Your instructions
What is needed here is an exact copy of every entry.

:::::

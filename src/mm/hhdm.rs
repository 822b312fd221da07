//! # Higher Half Direct Map (HHDM)
//!
//! Janela fixa que mapeia toda a RAM física: o kernel acessa qualquer
//! endereço físico somando o offset do HHDM. O page-table engine usa isso
//! para tocar os frames das tabelas.
//!
//! Antes de `init` o offset é zero (identity), o que serve ao early-boot e
//! ao ambiente de self-test.

use crate::mm::PhysAddr;
use core::sync::atomic::{AtomicU64, Ordering};

/// Offset aplicado pelo bootloader (0 = identity).
static HHDM_OFFSET: AtomicU64 = AtomicU64::new(0);

/// Registra o offset do HHDM informado pelo bootloader.
pub fn init(offset: u64) {
    HHDM_OFFSET.store(offset, Ordering::Release);
}

/// Offset atual.
#[inline]
pub fn offset() -> u64 {
    HHDM_OFFSET.load(Ordering::Acquire)
}

/// Ponteiro virtual para um endereço físico.
#[inline]
pub fn phys_to_virt(pa: PhysAddr) -> *mut u8 {
    (pa.as_u64() + offset()) as *mut u8
}
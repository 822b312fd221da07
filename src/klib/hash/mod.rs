// Arquivo: klib/hash/mod.rs
//
// Propósito: Hashing para as estruturas internas do kernel.
// Exporta a tabela encadeada com resize (`table`) e o hasher FNV-1a
// usado para misturar chaves inteiras (handles, ids).

//! Hashing

pub mod table;

pub use table::{Action, Cursor, HashError, HashTable, TableOps, HT_MAX_LOAD, HT_MIN_BUCKETS};

use core::hash::{Hash, Hasher};

/// Hasher FNV-1a de 64 bits.
///
/// Em no_std não temos `RandomState`; FNV-1a é barato, determinístico e
/// espalha bem chaves pequenas (inteiros sequenciais como handles).
pub struct FnvHasher {
    state: u64,
}

impl FnvHasher {
    pub fn new() -> Self {
        Self {
            state: 0xcbf2_9ce4_8422_2325,
        }
    }
}

impl Hasher for FnvHasher {
    fn write(&mut self, bytes: &[u8]) {
        for &byte in bytes {
            self.state ^= byte as u64;
            self.state = self.state.wrapping_mul(0x0000_0100_0000_01b3);
        }
    }

    fn finish(&self) -> u64 {
        self.state
    }
}

/// Mistura um valor inteiro via FNV-1a.
///
/// Atalho para chaves que são um único inteiro (caso comum: handles).
pub fn hash_mix<T: Hash>(val: T) -> u64 {
    let mut hasher = FnvHasher::new();
    val.hash(&mut hasher);
    hasher.finish()
}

:::::

Output of the task
filename src/mm/hhdm.rs
repository 822b312fd221da07
//! # Higher Half Direct Map (HHDM)
//!
//! Janela fixa que mapeia toda a RAM física: o kernel acessa qualquer
//! endereço físico somando o offset do HHDM. O page-table engine usa isso
//! para tocar os frames das tabelas.
//!
//! Antes de `init` o offset é zero (identity), o que serve ao early-boot e
//! ao ambiente de self-test.

use crate::mm::PhysAddr;
use core::sync::atomic::{AtomicU64, Ordering};

/// Offset aplicado pelo bootloader (0 = identity).
static HHDM_OFFSET: AtomicU64 = AtomicU64::new(0);

/// Registra o offset do HHDM informado pelo bootloader.
pub fn init(offset: u64) {
    HHDM_OFFSET.store(offset, Ordering::Release);
}

/// Offset atual.
#[inline]
pub fn offset() -> u64 {
    HHDM_OFFSET.load(Ordering::Acquire)
}

/// Ponteiro virtual para um endereço físico.
#[inline]
pub fn phys_to_virt(pa: PhysAddr) -> *mut u8 {
    (pa.as_u64() + offset()) as *mut u8
}
repository 822b312fd221da07
filename src/klib/hash/mod.rs
// Arquivo: klib/hash/mod.rs
//
// Propósito: Hashing para as estruturas internas do kernel.
// Exporta a tabela encadeada com resize (`table`) e o hasher FNV-1a
// usado para misturar chaves inteiras (handles, ids).

//! Hashing

pub mod table;

pub use table::{Action, Cursor, HashError, HashTable, TableOps, HT_MAX_LOAD, HT_MIN_BUCKETS};

use core::hash::{Hash, Hasher};

/// Hasher FNV-1a de 64 bits.
///
/// Em no_std não temos `RandomState`; FNV-1a é barato, determinístico e
/// espalha bem chaves pequenas (inteiros sequenciais como handles).
pub struct FnvHasher {
    state: u64,
}

impl FnvHasher {
    pub fn new() -> Self {
        Self {
            state: 0xcbf2_9ce4_8422_2325,
        }
    }
}

impl Hasher for FnvHasher {
    fn write(&mut self, bytes: &[u8]) {
        for &byte in bytes {
            self.state ^= byte as u64;
            self.state = self.state.wrapping_mul(0x0000_0100_0000_01b3);
        }
    }

    fn finish(&self) -> u64 {
        self.state
    }
}

/// Mistura um valor inteiro via FNV-1a.
///
/// Atalho para chaves que são um único inteiro (caso comum: handles).
pub fn hash_mix<T: Hash>(val: T) -> u64 {
    let mut hasher = FnvHasher::new();
    val.hash(&mut hasher);
    hasher.finish()
}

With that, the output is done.